Tuesday, June 7, 2011

When a Quilt Wears Out...

What do you do when a quilt begins to show signs of wear and tear? Either repair it or love it til the threads no longer hold together.

It's a joyful thing to see one of my kids wrapped up in their quilt to sleep or study. It's a comfort when they are sick and want the quilt to cover them. I've repaired many a quilt belonging to my children over the years because kids tend to love their quilts to death.

If you are a quilter, it's a great excuse to go buy more fabric and design something really spectacular. But if  the quilt was given to you or inherited and you don't sew yourself, you'll want to find someone who can spruce it up for you.

I do have a couple of quilts that are in need of repair. One is a strippy quilt with very heavy quilting. Some of the stitching has come loose so it only needs re-quilting in a few spots since the fabric is still very stable.

My son's I Spy quilt, which I made for him in 2003, has a few patches that have completely worn away. Even the batting is gone in one area. Looking at it I can see that the patches that are falling apart are lower quality fabric than some of the other patches sewn into the quilt.

Back when I was collecting novelty prints for this quilt, I was more interested in the design of the fabric. I didn't understand much about the different qualities of fabric such as thread count, the hand of the fabric, or manufacturers. I could have held up a print to the light and seen how easily it showed through to get a basic idea of the thickness or thinness of the fibers.

At any rate, this quilt has been loved and used daily on my son's bed. Since he is almost 20, he might want to retire this quilt in favor of a more updated style. But if he wants it repaired, here's what I will do.

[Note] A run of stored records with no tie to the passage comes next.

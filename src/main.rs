use std::sync::Arc;

mod app;
mod config;
mod extract;
mod fetch;
mod handler;
mod models;

use app::{build_router, AppState};
use config::Config;
use fetch::{HttpFetcher, PageFetcher};

#[tokio::main]
async fn main() -> Result<(), Box<dyn std::error::Error>> {
    tracing_subscriber::fmt()
        .with_env_filter(
            tracing_subscriber::EnvFilter::try_from_default_env()
                .unwrap_or_else(|_| "info".into()),
        )
        .init();

    let config =
        Config::from_env().inspect_err(|e| tracing::error!("invalid configuration: {}", e))?;
    if config.insecure_ssl {
        tracing::warn!("TLS certificate verification is disabled for album fetches");
    }

    let fetcher: Arc<dyn PageFetcher> =
        Arc::new(HttpFetcher::new(config.fetch_timeout, config.insecure_ssl)?);
    let state = AppState::from_config(&config, fetcher);
    match &config.default_album_url {
        Some(album_url) => {
            tracing::info!(album_url = %album_url, "serving pinned album on /album")
        }
        None => tracing::info!("no default album configured; /album is disabled"),
    }
    let app = build_router(state);

    let listener = tokio::net::TcpListener::bind(config.bind_addr).await?;
    tracing::info!(
        pattern = config.pattern.version(),
        image_host = config.pattern.host(),
        path_prefix = config.pattern.path_prefix(),
        "listening on {}",
        listener.local_addr()?
    );
    axum::serve(listener, app).await?;
    Ok(())
}
use image::{imageops::FilterType, DynamicImage, GenericImageView};
use serde::{Deserialize, Serialize};

#[derive(Debug, Clone, Serialize, Deserialize)]
pub struct PixelOptions {
    /// The longer side of each image is clamped to this (aspect preserved)
    /// before diffing, to bound cost and memory.
    pub max_dimension: u32,
    /// Per-channel delta a pixel must exceed to count as differing.
    /// Absorbs re-encoding noise between copies of the same image.
    pub channel_tolerance: u8,
}

impl Default for PixelOptions {
    fn default() -> Self {
        Self {
            max_dimension: 256,
            channel_tolerance: 16,
        }
    }
}

/// Fraction of pixels that differ between the two images, in [0, 1].
///
/// Each image is independently clamped to `max_dimension`, then the second
/// is resized to the first's shape so differently-sized originals can be
/// compared. A pixel counts as differing when any RGB channel deviates by
/// more than `channel_tolerance`.
pub fn diff_fraction(a: &DynamicImage, b: &DynamicImage, options: &PixelOptions) -> f64 {
    let a = clamp_to_max(a, options.max_dimension);
    let mut b = clamp_to_max(b, options.max_dimension);

    if b.dimensions() != a.dimensions() {
        b = b.resize_exact(a.width(), a.height(), FilterType::Lanczos3);
    }

    let a = a.to_rgb8();
    let b = b.to_rgb8();

    let total_pixels = (a.width() as u64) * (a.height() as u64);
    if total_pixels == 0 {
        return 0.0;
    }

    let tolerance = options.channel_tolerance as i16;
    let mut differing: u64 = 0;

    for (pixel_a, pixel_b) in a.pixels().zip(b.pixels()) {
        let max_delta = pixel_a
            .0
            .iter()
            .zip(pixel_b.0.iter())
            .map(|(&ca, &cb)| (ca as i16 - cb as i16).abs())
            .max()
            .unwrap_or(0);

        if max_delta > tolerance {
            differing += 1;
        }
    }

    differing as f64 / total_pixels as f64
}

fn clamp_to_max(image: &DynamicImage, max_dimension: u32) -> DynamicImage {
    let (width, height) = image.dimensions();
    if width.max(height) <= max_dimension {
        image.clone()
    } else {
        image.resize(max_dimension, max_dimension, FilterType::Lanczos3)
    }
}
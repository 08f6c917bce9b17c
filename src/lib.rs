//! Duplicate candidate grouping for image-backed catalogue records.
//!
//! Given records carrying a title and a primary image reference, the
//! scanner partitions them into duplicate groups: exact reference matches
//! first, then exact content digests or perceptual pixel similarity within
//! each title bucket. Resolution strategies turn a group into a
//! keep/delete decision; issuing the actual deletions is the caller's
//! responsibility. Fetching image bytes is the crate's only I/O.

pub mod core;
pub mod services;

pub use crate::core::group::{DuplicateGroup, GroupKind};
pub use crate::core::pixel::PixelOptions;
pub use crate::core::record::{Record, RecordStatus};
pub use crate::core::resolve::{
    resolve, Resolution, ResolveError, ResolveStrategy, StatusPriority,
};
pub use crate::services::comparator::{
    CompareMode, CompareOptions, ComparePair, ComparatorService, ComparisonResult,
};
pub use crate::services::fetch::{FetchError, ImageFetcher};
pub use crate::services::scanner::{
    DuplicateScanner, ScanError, ScanPhase, ScanProgress, ScanReport,
};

First, I will replace the worn patches by carefully trimming the worn part away. I will use a quality fabric cut in the same shape--I have tons these left over from 2003! Turn under the edge, press, insert a new piece of batting, and hand or machine applique the patch in place.

Also, when the edge is worn near the binding, it is easy to trim the original binding off. If the quilting is not too close to the edge, you can also trim a bit of the worn fabric.

On this quilt, I quilted in the ditch between all the patches. On the border, I used orange embroidery floss to hand quilt a pointed design. Since I centered it along the border, there is plenty of space to trim up the edges--in this case I could trim a bit less than an inch if necessary--and then apply a new binding.